VideoHelp Forum


Try DVDFab Video Downloader and rip Netflix video! Or Try DVDFab and copy Blu-rays! or rip iTunes movies!
+ Reply to Thread
Results 1 to 16 of 16
Thread
  1. "MC_Spudsmod" has this function to add noise only to the dark areas

    http://avisynth.nl/index.php/MC_Spuds

    Code:
    # add grain to dark areas so encoders dont block them up on a low bitrate, also can give detail illusion
      maskdark = (addnoise) ? clp7.mt_lut("x " + th_lo + " < 255 x " + th_hi + " > 0 x " + th_lo + " - " + th_hi + " " + th_lo + " - / 255 * ? ? "): nop()
      clp8 = (addnoise && chro) ? mt_merge(clp7,clp7.sharpen(0.25).addgrain(2,0,0),maskdark,u=3,v=3) \
                   : (addnoise) ? mt_merge(clp7,clp7.sharpen(0.25).addgrain(2,0,0),maskdark): clp7
    I would like to be able to use this mask but to apply other debanding filters only in black areas.

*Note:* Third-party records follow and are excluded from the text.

pub mod models;
pub mod queries;
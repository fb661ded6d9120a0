//! Recovery endpoints.
//!
//! GET /api/v1/health/history: per-day HRV, resting HR, sleep and recovery
//! GET /api/v1/trends: direction and weekly averages of the same window
//! GET /api/v1/recommendations/today: training intensity for a day

use axum::extract::{Query, State};
use axum::Json;
use serde::Deserialize;
use utoipa::IntoParams;

use crate::errors::{AppError, ErrorResponse};
use crate::helpers::parse_date_param;
use crate::services::analytics::SharedAnalytics;
use crate::services::wellness::{HealthHistory, HealthTrends, Recommendation};

pub const DEFAULT_HISTORY_DAYS: i64 = 30;
pub const MAX_HISTORY_DAYS: i64 = 366;

#[derive(Debug, Deserialize, IntoParams)]
pub struct HistoryQuery {
    /// Last day of the window (YYYY-MM-DD), defaults to today
    pub date: Option<String>,
    /// Window length in days, defaults to 30
    pub days: Option<i64>,
}

impl HistoryQuery {
    fn resolve(&self) -> Result<(chrono::NaiveDate, i64), AppError> {
        let date = parse_date_param(self.date.as_deref())?;
        let days = self.days.unwrap_or(DEFAULT_HISTORY_DAYS);
        if !(1..=MAX_HISTORY_DAYS).contains(&days) {
            return Err(AppError::BadRequest(format!(
                "days must be between 1 and {}",
                MAX_HISTORY_DAYS
            )));
        }
        Ok((date, days))
    }
}

#[derive(Debug, Deserialize, IntoParams)]
pub struct DayQuery {
    /// Day to plan (YYYY-MM-DD), defaults to today
    pub date: Option<String>,
}

/// Get the per-day health series for a window.
///
/// Only recorded days appear; each metric is null where that day lacks it.
#[utoipa::path(
    get,
    path = "/api/v1/health/history",
    tag = "Recovery",
    params(HistoryQuery),
    responses(
        (status = 200, description = "Health series", body = HealthHistory),
        (status = 400, description = "Invalid date or window", body = ErrorResponse),
        (status = 503, description = "Load store unavailable", body = ErrorResponse),
    )
)]
pub async fn get_health_history(
    State(analytics): State<SharedAnalytics>,
    Query(params): Query<HistoryQuery>,
) -> Result<Json<HealthHistory>, AppError> {
    let (date, days) = params.resolve()?;
    let history = analytics.health_history(date, days).await?;
    Ok(Json(history.as_ref().clone()))
}

/// Get HRV and resting-HR trends with weekly averages.
#[utoipa::path(
    get,
    path = "/api/v1/trends",
    tag = "Recovery",
    params(HistoryQuery),
    responses(
        (status = 200, description = "Trends over the window", body = HealthTrends),
        (status = 400, description = "Invalid date or window", body = ErrorResponse),
        (status = 503, description = "Load store unavailable", body = ErrorResponse),
    )
)]
pub async fn get_trends(
    State(analytics): State<SharedAnalytics>,
    Query(params): Query<HistoryQuery>,
) -> Result<Json<HealthTrends>, AppError> {
    let (date, days) = params.resolve()?;
    Ok(Json(analytics.health_trends(date, days).await?))
}

/// Get the training recommendation for a day.
///
/// Scores recovery from the day's HRV, sleep and resting HR plus the ATL/CTL
/// ratio, then maps the score to an intensity tier.
#[utoipa::path(
    get,
    path = "/api/v1/recommendations/today",
    tag = "Recovery",
    params(DayQuery),
    responses(
        (status = 200, description = "Recommendation", body = Recommendation),
        (status = 400, description = "Invalid date", body = ErrorResponse),
        (status = 503, description = "Load store unavailable", body = ErrorResponse),
    )
)]
pub async fn get_recommendation(
    State(analytics): State<SharedAnalytics>,
    Query(params): Query<DayQuery>,
) -> Result<Json<Recommendation>, AppError> {
    let date = parse_date_param(params.date.as_deref())?;
    Ok(Json(analytics.recommendation(date).await?))
}
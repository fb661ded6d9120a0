//! Performance Management Chart engine.
//!
//! Turns a sparse `date -> load` map into a continuous per-day series of
//! {load, CTL, ATL, TSB}. Everything here is pure: no I/O, no shared state.
//!
//! The recurrence has no memory of anything before the first supplied day, so
//! early values are suppressed unless the caller hands in enough warm-up
//! history. [`lookback_days`] gives the history a report needs; callers must
//! fetch at least that much.

use chrono::{Duration, NaiveDate};
use serde::{Deserialize, Serialize};
use std::collections::BTreeMap;
use std::fmt;
use std::str::FromStr;
use utoipa::ToSchema;

use crate::services::calibration::CalibrationParameters;

/// Default minimum history fetched for a PMC report, in days.
pub const DEFAULT_MIN_LOOKBACK_DAYS: i64 = 120;

/// How the recurrence state is initialised on the first day of a series.
#[derive(Debug, Clone, Copy, PartialEq, Eq, Default, Serialize, Deserialize, ToSchema)]
#[serde(rename_all = "snake_case")]
pub enum SeriesSeed {
    /// The first day's scaled load becomes the initial CTL and ATL.
    #[default]
    FirstLoad,
    /// CTL and ATL start at zero and the first day runs through the recurrence.
    Zero,
}

impl FromStr for SeriesSeed {
    type Err = String;

    fn from_str(s: &str) -> Result<Self, Self::Err> {
        match s.trim().to_ascii_lowercase().as_str() {
            "first_load" => Ok(SeriesSeed::FirstLoad),
            "zero" => Ok(SeriesSeed::Zero),
            other => Err(format!("unknown series seed '{}'", other)),
        }
    }
}

/// Model parameters for one run of the engine.
#[derive(Debug, Clone, Copy, PartialEq)]
pub struct PmcParams {
    pub ctl_time_constant: f64,
    pub atl_time_constant: f64,
    pub load_scale: f64,
    pub seed: SeriesSeed,
}

impl PmcParams {
    pub fn from_calibration(params: &CalibrationParameters, seed: SeriesSeed) -> Self {
        Self {
            ctl_time_constant: params.ctl_time_constant_days,
            atl_time_constant: params.atl_time_constant_days,
            load_scale: params.load_scale_factor,
            seed,
        }
    }
}

/// One day of the continuous load series.
#[derive(Debug, Clone, Copy, PartialEq)]
pub struct DailyLoad {
    pub date: NaiveDate,
    pub load: f64,
}

/// One day of model output. `load` is the scaled load.
#[derive(Debug, Clone, Copy, PartialEq, Serialize, ToSchema)]
pub struct PmcPoint {
    pub date: NaiveDate,
    pub load: f64,
    pub ctl: f64,
    pub atl: f64,
    pub tsb: f64,
}

/// EWMA coefficient for a time constant: k = 1 - e^(-1/τ).
pub fn smoothing_coefficient(time_constant: f64) -> f64 {
    if time_constant <= 0.0 || !time_constant.is_finite() {
        return 1.0;
    }
    1.0 - (-1.0 / time_constant).exp()
}

/// History (in days) to fetch so a `requested_days` window is warmed up.
pub fn lookback_days(requested_days: i64, ctl_time_constant: f64, floor: i64) -> i64 {
    let warm_up = ctl_time_constant.max(0.0).ceil() as i64;
    (requested_days.max(0) + warm_up).max(floor)
}

/// Gap-fill `daily` from its first date through `end` (or its last date).
/// Missing days get load 0; negative and non-finite samples are clamped to 0.
pub fn continuous_loads(daily: &BTreeMap<NaiveDate, f64>, end: Option<NaiveDate>) -> Vec<DailyLoad> {
    let (Some((&first, _)), Some((&last, _))) = (daily.first_key_value(), daily.last_key_value())
    else {
        return Vec::new();
    };
    let end = end.unwrap_or(last);
    if end < first {
        return Vec::new();
    }

    let days = (end - first).num_days() + 1;
    let mut out = Vec::with_capacity(days as usize);
    let mut date = first;
    while date <= end {
        let load = daily
            .get(&date)
            .copied()
            .filter(|l| l.is_finite() && *l > 0.0)
            .unwrap_or(0.0);
        out.push(DailyLoad { date, load });
        date += Duration::days(1);
    }
    out
}

fn run_recurrence(loads: &[DailyLoad], params: &PmcParams) -> Vec<PmcPoint> {
    let k_ctl = smoothing_coefficient(params.ctl_time_constant);
    let k_atl = smoothing_coefficient(params.atl_time_constant);

    let mut ctl = 0.0;
    let mut atl = 0.0;
    let mut out = Vec::with_capacity(loads.len());

    for (i, day) in loads.iter().enumerate() {
        let scaled = day.load * params.load_scale;
        if i == 0 && params.seed == SeriesSeed::FirstLoad {
            ctl = scaled;
            atl = scaled;
        } else {
            ctl += k_ctl * (scaled - ctl);
            atl += k_atl * (scaled - atl);
        }
        out.push(PmcPoint {
            date: day.date,
            load: scaled,
            ctl,
            atl,
            tsb: ctl - atl,
        });
    }
    out
}

/// Continuous series from the first sample through `through`, or through the
/// last sample when `None`. Samples after `through` are ignored; rest days
/// after the last sample decay CTL and ATL.
pub fn compute_series(
    daily: &BTreeMap<NaiveDate, f64>,
    params: &PmcParams,
    through: Option<NaiveDate>,
) -> Vec<PmcPoint> {
    run_recurrence(&continuous_loads(daily, through), params)
}

/// Model state as of `date`, or `None` when `date` precedes all samples.
#[cfg(test)]
pub(crate) fn pmc_on(daily: &BTreeMap<NaiveDate, f64>, params: &PmcParams, date: NaiveDate) -> Option<PmcPoint> {
    compute_series(daily, params, Some(date))
        .last()
        .copied()
        .filter(|p| p.date == date)
}

/// Coarse form tier derived from TSB. Bands sit at +10, -10 and -30.
#[derive(Debug, Clone, Copy, PartialEq, Eq, Serialize, Deserialize, ToSchema)]
#[serde(rename_all = "snake_case")]
pub enum TsbStatus {
    /// Recovering or resting
    Fresh,
    /// Productive training
    Productive,
    /// Accumulating fatigue
    Fatigued,
    /// Going too hard
    Overreaching,
    NoData,
}

impl TsbStatus {
    pub fn from_tsb(tsb: f64) -> Self {
        if !tsb.is_finite() {
            TsbStatus::NoData
        } else if tsb > 10.0 {
            TsbStatus::Fresh
        } else if tsb > -10.0 {
            TsbStatus::Productive
        } else if tsb > -30.0 {
            TsbStatus::Fatigued
        } else {
            TsbStatus::Overreaching
        }
    }

    pub fn label(&self) -> &'static str {
        match self {
            TsbStatus::Fresh => "Fresh - recovering/resting",
            TsbStatus::Productive => "Productive training",
            TsbStatus::Fatigued => "Fatigued - building load",
            TsbStatus::Overreaching => "Overreaching - going too hard",
            TsbStatus::NoData => "No data",
        }
    }
}

impl fmt::Display for TsbStatus {
    fn fmt(&self, f: &mut fmt::Formatter<'_>) -> fmt::Result {
        f.write_str(self.label())
    }
}

/// Finer-grained human description of form.
pub fn form_description(tsb: f64) -> &'static str {
    if tsb > 20.0 {
        "Peak form, well rested and ready to race"
    } else if tsb > 10.0 {
        "Fresh, good day for a hard effort"
    } else if tsb > 0.0 {
        "Prepared, balanced load and recovery"
    } else if tsb > -10.0 {
        "Moderately tired, normal training fatigue"
    } else if tsb > -25.0 {
        "Fatigued, consider an easier day"
    } else {
        "Overreaching, recovery strongly recommended"
    }
}
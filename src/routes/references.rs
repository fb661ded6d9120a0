//! Reference value endpoints.
//!
//! Reference values are externally observed CTL/ATL or weight readings. Rows
//! are append-only; deleting one appends a tombstone.

use axum::extract::{Path, Query, State};
use axum::http::StatusCode;
use axum::Json;
use serde::Deserialize;
use utoipa::{IntoParams, ToSchema};

use crate::errors::{AppError, ErrorResponse};
use crate::helpers::parse_date_param;
use crate::services::analytics::SharedAnalytics;
use crate::services::references::{ReferenceMetric, ResolvedReference, UnknownMetric};

#[derive(Debug, Deserialize, IntoParams)]
pub struct ReferenceQuery {
    /// Only values for this date (YYYY-MM-DD); all live values when omitted
    pub date: Option<String>,
}

/// Body of a reference value write.
#[derive(Debug, Deserialize, ToSchema)]
pub struct ReferenceWrite {
    /// Date the value was observed (YYYY-MM-DD)
    pub date: String,
    /// One of "ctl", "atl", "weight"
    pub metric: String,
    pub value: f64,
}

fn parse_metric(raw: &str) -> Result<ReferenceMetric, AppError> {
    raw.parse()
        .map_err(|e: UnknownMetric| AppError::BadRequest(e.to_string()))
}

/// List live reference values.
#[utoipa::path(
    get,
    path = "/api/v1/reference-values",
    tag = "Reference values",
    params(ReferenceQuery),
    responses(
        (status = 200, description = "Live reference values", body = Vec<ResolvedReference>),
        (status = 400, description = "Invalid date", body = ErrorResponse),
        (status = 503, description = "Load store unavailable", body = ErrorResponse),
    )
)]
pub async fn list_reference_values(
    State(analytics): State<SharedAnalytics>,
    Query(params): Query<ReferenceQuery>,
) -> Result<Json<Vec<ResolvedReference>>, AppError> {
    let date = match params.date.as_deref() {
        Some(raw) => Some(parse_date_param(Some(raw))?),
        None => None,
    };
    Ok(Json(analytics.reference_values(date).await?))
}

/// Write a reference value; the latest write for a (date, metric) wins.
#[utoipa::path(
    post,
    path = "/api/v1/reference-values",
    tag = "Reference values",
    request_body = ReferenceWrite,
    responses(
        (status = 201, description = "Value stored", body = ResolvedReference),
        (status = 400, description = "Unknown metric or invalid value", body = ErrorResponse),
        (status = 503, description = "Load store unavailable", body = ErrorResponse),
    )
)]
pub async fn write_reference_value(
    State(analytics): State<SharedAnalytics>,
    Json(body): Json<ReferenceWrite>,
) -> Result<(StatusCode, Json<ResolvedReference>), AppError> {
    let date = parse_date_param(Some(&body.date))?;
    let metric = parse_metric(&body.metric)?;
    let stored = analytics
        .write_reference_value(date, metric, body.value)
        .await?;
    Ok((StatusCode::CREATED, Json(stored)))
}

/// Delete a reference value. Deleting an absent value is not an error.
#[utoipa::path(
    delete,
    path = "/api/v1/reference-values/{date}/{metric}",
    tag = "Reference values",
    params(
        ("date" = String, Path, description = "Date of the value (YYYY-MM-DD)"),
        ("metric" = String, Path, description = "ctl, atl or weight"),
    ),
    responses(
        (status = 204, description = "Value deleted"),
        (status = 400, description = "Unknown metric or invalid date", body = ErrorResponse),
        (status = 503, description = "Load store unavailable", body = ErrorResponse),
    )
)]
pub async fn delete_reference_value(
    State(analytics): State<SharedAnalytics>,
    Path((date, metric)): Path<(String, String)>,
) -> Result<StatusCode, AppError> {
    let date = parse_date_param(Some(&date))?;
    let metric = parse_metric(&metric)?;
    analytics.delete_reference_value(date, metric).await?;
    Ok(StatusCode::NO_CONTENT)
}

#[cfg(test)]
mod tests {
    use super::*;
    use crate::services::analytics::{Analytics, AnalyticsConfig};
    use crate::services::store::fake::FakeStore;
    use std::sync::Arc;

    fn state() -> SharedAnalytics {
        Arc::new(Analytics::new(
            Arc::new(FakeStore::default()),
            AnalyticsConfig::default(),
        ))
    }

    fn write(date: &str, metric: &str, value: f64) -> Json<ReferenceWrite> {
        Json(ReferenceWrite {
            date: date.to_string(),
            metric: metric.to_string(),
            value,
        })
    }

    #[tokio::test]
    async fn test_write_list_delete() {
        let state = state();
        let (status, Json(stored)) =
            write_reference_value(State(state.clone()), write("2026-03-01", "CTL", 52.0))
                .await
                .unwrap();
        assert_eq!(status, StatusCode::CREATED);
        assert_eq!(stored.metric, ReferenceMetric::Ctl);

        let Json(listed) = list_reference_values(
            State(state.clone()),
            Query(ReferenceQuery {
                date: Some("2026-03-01".to_string()),
            }),
        )
        .await
        .unwrap();
        assert_eq!(listed.len(), 1);

        let status = delete_reference_value(
            State(state.clone()),
            Path(("2026-03-01".to_string(), "ctl".to_string())),
        )
        .await
        .unwrap();
        assert_eq!(status, StatusCode::NO_CONTENT);

        let Json(listed) = list_reference_values(State(state), Query(ReferenceQuery { date: None }))
            .await
            .unwrap();
        assert!(listed.is_empty());
    }

    #[tokio::test]
    async fn test_unknown_metric_is_bad_request() {
        let result = write_reference_value(State(state()), write("2026-03-01", "vo2max", 55.0)).await;
        assert!(matches!(result, Err(AppError::BadRequest(_))));

        let result = delete_reference_value(
            State(state()),
            Path(("2026-03-01".to_string(), "ftp".to_string())),
        )
        .await;
        assert!(matches!(result, Err(AppError::BadRequest(_))));
    }
}
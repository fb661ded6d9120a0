// Health PMC API v0.1
use axum::{
    routing::{delete, get, post},
    Router,
};
use sqlx::postgres::PgPoolOptions;
use std::net::SocketAddr;
use std::sync::Arc;
use tower_http::cors::{Any, CorsLayer};
use tower_http::trace::TraceLayer;
use tracing_subscriber::{layer::SubscriberExt, util::SubscriberInitExt};
use utoipa::OpenApi;
use utoipa_swagger_ui::SwaggerUi;

mod config;
mod db;
mod errors;
mod helpers;
mod routes;
mod services;

use config::AppConfig;
use services::analytics::{Analytics, SharedAnalytics};
use services::store::PgLoadStore;

/// Maximum number of connections in the database pool.
const DB_POOL_MAX_CONNECTIONS: u32 = 5;
/// Minimum number of connections kept alive in the database pool.
const DB_POOL_MIN_CONNECTIONS: u32 = 2;

/// OpenAPI document for the Health PMC API.
#[derive(OpenApi)]
#[openapi(
    info(
        title = "Health PMC API",
        version = "0.1.0",
        description = "Training-load analytics. Computes fitness (CTL), fatigue (ATL) and \
            form (TSB) from recorded workouts, calibrates the model against observed \
            reference values, serves cached workout and dashboard queries, and \
            tracks recovery trends.",
        license(name = "MIT"),
    ),
    tags(
        (name = "Health", description = "Service health check"),
        (name = "PMC", description = "Performance management chart"),
        (name = "Workouts", description = "Recorded activities"),
        (name = "Calibration", description = "Model parameter fitting"),
        (name = "Reference values", description = "Observed CTL/ATL and weight overrides"),
        (name = "Dashboard", description = "Combined daily view"),
        (name = "Recovery", description = "Health history, trends and daily recommendation"),
        (name = "Cache", description = "Workout index and cache administration"),
    ),
    paths(
        routes::health::health_check,
        routes::pmc::get_pmc,
        routes::workouts::list_workouts,
        routes::workouts::create_workout,
        routes::calibration::get_calibration,
        routes::calibration::run_calibration,
        routes::references::list_reference_values,
        routes::references::write_reference_value,
        routes::references::delete_reference_value,
        routes::dashboard::get_dashboard,
        routes::wellness::get_health_history,
        routes::wellness::get_trends,
        routes::wellness::get_recommendation,
        routes::cache::get_cache_status,
        routes::cache::clear_caches,
    ),
    components(
        schemas(
            routes::health::HealthResponse,
            routes::references::ReferenceWrite,
            routes::cache::CacheStatus,
            services::performance::PmcReport,
            services::performance::PmcChart,
            services::pmc::TsbStatus,
            services::pmc::SeriesSeed,
            services::calibration::CalibrationParameters,
            services::calibration::CalibrationOutcome,
            services::calibration::CalibrationStatus,
            services::records::WorkoutRecord,
            services::references::ReferenceMetric,
            services::references::ResolvedReference,
            services::dashboard::DashboardSnapshot,
            services::wellness::HealthHistory,
            services::wellness::HealthTrends,
            services::wellness::Direction,
            services::wellness::TrainingStatus,
            services::wellness::Recommendation,
            services::wellness::Intensity,
            services::wellness::Session,
            services::workout_index::ColdPolicy,
            services::workout_index::IndexPhase,
            services::workout_index::IndexStatus,
            errors::ErrorResponse,
        )
    )
)]
struct ApiDoc;

#[tokio::main]
async fn main() -> Result<(), Box<dyn std::error::Error>> {
    let config = AppConfig::from_env()?;

    // Initialize tracing
    let filter = tracing_subscriber::EnvFilter::try_from_default_env()
        .unwrap_or_else(|_| "health_pmc_api=debug,tower_http=debug".into());
    if config.json_logs {
        tracing_subscriber::registry()
            .with(filter)
            .with(tracing_subscriber::fmt::layer().json())
            .init();
    } else {
        tracing_subscriber::registry()
            .with(filter)
            .with(tracing_subscriber::fmt::layer())
            .init();
    }

    // Set up database connection pool
    let pool = PgPoolOptions::new()
        .max_connections(DB_POOL_MAX_CONNECTIONS)
        .min_connections(DB_POOL_MIN_CONNECTIONS)
        .connect(&config.database_url)
        .await?;

    // Run migrations
    sqlx::migrate!().run(&pool).await?;
    tracing::info!("Database migrations completed");

    let analytics: SharedAnalytics = Arc::new(Analytics::new(
        Arc::new(PgLoadStore::new(pool)),
        config.analytics.clone(),
    ));

    // Restore calibration parameters and start populating the workout index.
    // A failure here is not fatal: defaults apply and the index retries on demand.
    if let Err(e) = analytics.start().await {
        tracing::warn!("Startup: continuing with default parameters: {}", e);
    }

    let app = router(analytics);

    // Start server
    let addr = SocketAddr::from(([0, 0, 0, 0], config.port));
    tracing::info!("API server listening on {}", addr);
    tracing::info!(
        "Swagger UI available at http://localhost:{}/swagger-ui/",
        config.port
    );

    let listener = tokio::net::TcpListener::bind(addr).await?;
    axum::serve(listener, app).await?;
    Ok(())
}

/// Every route shares the analytics core as its one state.
fn router(analytics: SharedAnalytics) -> Router {
    let cors = CorsLayer::new()
        .allow_origin(Any)
        .allow_methods([
            axum::http::Method::GET,
            axum::http::Method::POST,
            axum::http::Method::DELETE,
        ])
        .allow_headers(Any)
        .expose_headers([axum::http::header::RETRY_AFTER]);

    Router::new()
        .route("/api/v1/health", get(routes::health::health_check))
        .route("/api/v1/pmc", get(routes::pmc::get_pmc))
        .route("/api/v1/dashboard", get(routes::dashboard::get_dashboard))
        .route(
            "/api/v1/health/history",
            get(routes::wellness::get_health_history),
        )
        .route("/api/v1/trends", get(routes::wellness::get_trends))
        .route(
            "/api/v1/recommendations/today",
            get(routes::wellness::get_recommendation),
        )
        .route(
            "/api/v1/workouts",
            get(routes::workouts::list_workouts).post(routes::workouts::create_workout),
        )
        .route(
            "/api/v1/calibration",
            get(routes::calibration::get_calibration),
        )
        .route(
            "/api/v1/calibration/run",
            post(routes::calibration::run_calibration),
        )
        .route(
            "/api/v1/reference-values",
            get(routes::references::list_reference_values)
                .post(routes::references::write_reference_value),
        )
        .route(
            "/api/v1/reference-values/:date/:metric",
            delete(routes::references::delete_reference_value),
        )
        .route("/api/v1/cache/status", get(routes::cache::get_cache_status))
        .route("/api/v1/cache/clear", post(routes::cache::clear_caches))
        .with_state(analytics)
        .merge(SwaggerUi::new("/swagger-ui").url("/api-docs/openapi.json", ApiDoc::openapi()))
        .layer(TraceLayer::new_for_http())
        .layer(cors)
}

    how could I use this mask,

    thank you for your help
    Quote Quote  
  2. Look up what mt_merge() does.
    Quote Quote  
  3. Originally Posted by jagabo View Post
    Look up what mt_merge() does.
    I tried, but I couldn't make it work so I asked for help, with an example you could help me a lot, please.
    Quote Quote  
  4. mt_merge(unfiltered, filtered, maskdark)
    Quote Quote  
  5. Originally Posted by jagabo View Post
    mt_merge(unfiltered, filtered, maskdark)
    I can't use it, nothing comes out.
    Quote Quote  
  6. My post was symbolic, not literal.
    Quote Quote  
  7. Originally Posted by jagabo View Post
    My post was symbolic, not literal.
    my friend could you please make an example the same way you helped me out here.
    Code:
    WhateverSource()
    denoised = WhateverDenoiser()
    edgemask = ConvertToRGB32().Kirsch().ConvertToYV12(matrix="pc .601")
    edgemask = edgemask.mt_binarize(120).Blur(1.0).Blur(1.0)
    Overlay(denoised, last, mask=edgemask)
    Please
    Quote Quote  
  8. It's a mask with hard cutoffs (not a good mask for general usage) . So you will get bad problems in some scenes with abrupt transitions, especially when adding grain or noise. There will be clean areas adjacent to noisy areas. In that function, the defaults are 24 and 42 for low and high

    eg
    Code:
    th_hi       = string(24)
    th_lo       = string(42)
    
    a=whateversource()
    
    a
    mt_lut("x " + th_lo + " < 255 x " + th_hi + " > 0 x " + th_lo + " - " + th_hi + " " + th_lo + " - / 255 * ? ? ")
    mymask=last
    
    a
    #YOUR FILTER HERE
    b=last
    
    mt_merge(a, b, mymask, u=3,v=3,true)
    Quote Quote  
  9. Originally Posted by poisondeathray View Post
    It's a mask with hard cutoffs (not a good mask for general usage) . So you will get bad problems in some scenes with abrupt transitions, especially when adding grain or noise. There will be clean areas adjacent to noisy areas. In that function, the defaults are 24 and 42 for low and high

    eg
    Code:
    th_hi       = string(24)
    th_lo       = string(42)
    
    a=whateversource()
    
    a
    mt_lut("x " + th_lo + " < 255 x " + th_hi + " > 0 x " + th_lo + " - " + th_hi + " " + th_lo + " - / 255 * ? ? ")
    mymask=last
    
    a
    #YOUR FILTER HERE
    b=last
    
    mt_merge(a, b, mymask, u=3,v=3,true)
    Thank you very much for your help, you know some good method to effectively combat banding,

    the idea I have is to only apply Static Grain to the dark areas where they are most noticeable.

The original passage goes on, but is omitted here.